The second, and the most relevant to appreciating the sign, is the way I intuitively explained it to myself some time ago: picture a graph of a one dimensional real function. Suppose we are at some non-zero point, of non-zero derivative, and that the function is continuously differentiable. There are four cases: we are greater than zero and the graph is increasing, we are greater than zero and decreasing, we are lesser than zero and increasing, we are lesser than zero and decreasing. In all cases assume a nice function where our extrapolations are reasonably accurate - see the note at the bottom as to why Newton's method is far from perfect. Examine the quotient in the first case: $f(x)\gt0$, and $f'(x)\gt0$, so the quotient is positive. Therefore the negative sign is necessary since we want to decrease, and the graph is increasing where we are, so we take a step backwards. I'll do one more case - you have a look at the rest. Let's look at case 3: lesser than zero and the graph is increasing. $f(x)\lt 0,f'(x)\gt0$, so the quotient is negative. We are below zero, below any roots, but since the graph is increasing it is reasonable to assume a step to the right will bring us closer to any roots. Here the negative sign is still essential; we take a step of direction negative negative = positive, and move along the $x$ axis toward a root.

Unrelated to sign, but note also that the method is good in a different sense: when the derivative is small, we expect that we need larger steps to reach a root - division by the derivative ensures larger steps for small derivatives. When the value of $f$ is small, i.e. we are (hopefully) close to a root, the quotient is also small as we only need a small step to accomplish our goal (in an ideal world!). That's how to remember which way up the quotient is.

The third way is as CheeHan answers; you examine the tangential approximation and get the expression.

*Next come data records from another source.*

use serde_with::{DeserializeFromStr, SerializeDisplay};
use std::time::Duration;
use strum::{Display, EnumIter, EnumString};

/// Nominal display refresh every per-frame constant is tuned for.
pub const REFERENCE_FRAME: Duration = Duration::from_micros(16_667);
/// Upper bound on how many nominal frames one late tick may cover.
const MAX_FRAME_SCALE: f64 = 4.0;

/// How animation progress relates to time.
#[derive(
    Debug,
    Clone,
    Copy,
    PartialEq,
    Eq,
    Hash,
    Default,
    SerializeDisplay,
    DeserializeFromStr,
    EnumString,
    EnumIter,
    Display,
)]
#[strum(ascii_case_insensitive)]
pub enum Timing {
    /// Every tick advances animations by one fixed step, so durations follow
    /// the display's refresh rate.
    #[default]
    #[strum(to_string = "frame", serialize = "tick", serialize = "fixed")]
    Frame,
    /// Steps are scaled by the time since the previous tick.
    #[strum(to_string = "elapsed", serialize = "delta", serialize = "time")]
    Elapsed,
}

/// One display refresh worth of animation.
#[derive(Debug, Clone, Copy, PartialEq)]
pub struct Tick {
    pub frame: u64,
    /// Nominal frames covered by this tick (always 1.0 with [`Timing::Frame`]).
    pub scale: f64,
}

impl Tick {
    /// Scales an increment tuned for one nominal frame.
    pub fn step(&self, per_frame: f64) -> f64 {
        per_frame * self.scale
    }

    /// Scales an interpolation factor tuned for one nominal frame, so that
    /// `n` ticks of scale `1/n` blend as far as one tick of scale 1.
    pub fn blend(&self, per_frame: f64) -> f64 {
        1.0 - (1.0 - per_frame.clamp(0.0, 1.0)).powf(self.scale)
    }
}

/// Per-refresh tick source. Everything that animates advances only when the
/// clock does.
#[derive(Debug, Clone, Default)]
pub struct AnimationClock {
    timing: Timing,
    frame: u64,
    last: Option<Duration>,
}

impl AnimationClock {
    pub fn new(timing: Timing) -> Self {
        Self {
            timing,
            ..Self::default()
        }
    }

    pub fn timing(&self) -> Timing {
        self.timing
    }

    pub fn set_timing(&mut self, timing: Timing) {
        self.timing = timing;
    }

    pub fn frame(&self) -> u64 {
        self.frame
    }

    /// Advances to the refresh presented at `now`, a monotonic timestamp.
    pub fn advance(&mut self, now: Duration) -> Tick {
        let delta = match self.last.replace(now) {
            Some(prev) => now.saturating_sub(prev),
            None => REFERENCE_FRAME,
        };
        self.frame += 1;

        let scale = match self.timing {
            Timing::Frame => 1.0,
            Timing::Elapsed => {
                (delta.as_secs_f64() / REFERENCE_FRAME.as_secs_f64()).min(MAX_FRAME_SCALE)
            }
        };

        Tick {
            frame: self.frame,
            scale,
        }
    }

    /// Advances by exactly one nominal frame.
    pub fn advance_frame(&mut self) -> Tick {
        let now = self
            .last
            .map_or(Duration::ZERO, |last| last + REFERENCE_FRAME);
        self.advance(now)
    }
}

Anyway, it fails more often when you use a positive sign because using a positive sign just doesn't make sense! The negative sign is necessary to always step towards any likely zeros. I remember being confused by the negative signs when learning about gradient descent algorithms, in multiple variables - the principle is the same. Just think about your different cases, and where you need to go. The negative sign helps you get there.

N.B. Often in my justification of the method we realised the issues with it merely being first-order. Just because the graph is increasing here does not mean it will keep increasing, and just because we are close to zero does not mean we are close to a root. See Halley's method for a more complicated but more reliable iteration. Of course it is also going to fail when the derivative is zero, which is a problem if we need to iterate around a turning point.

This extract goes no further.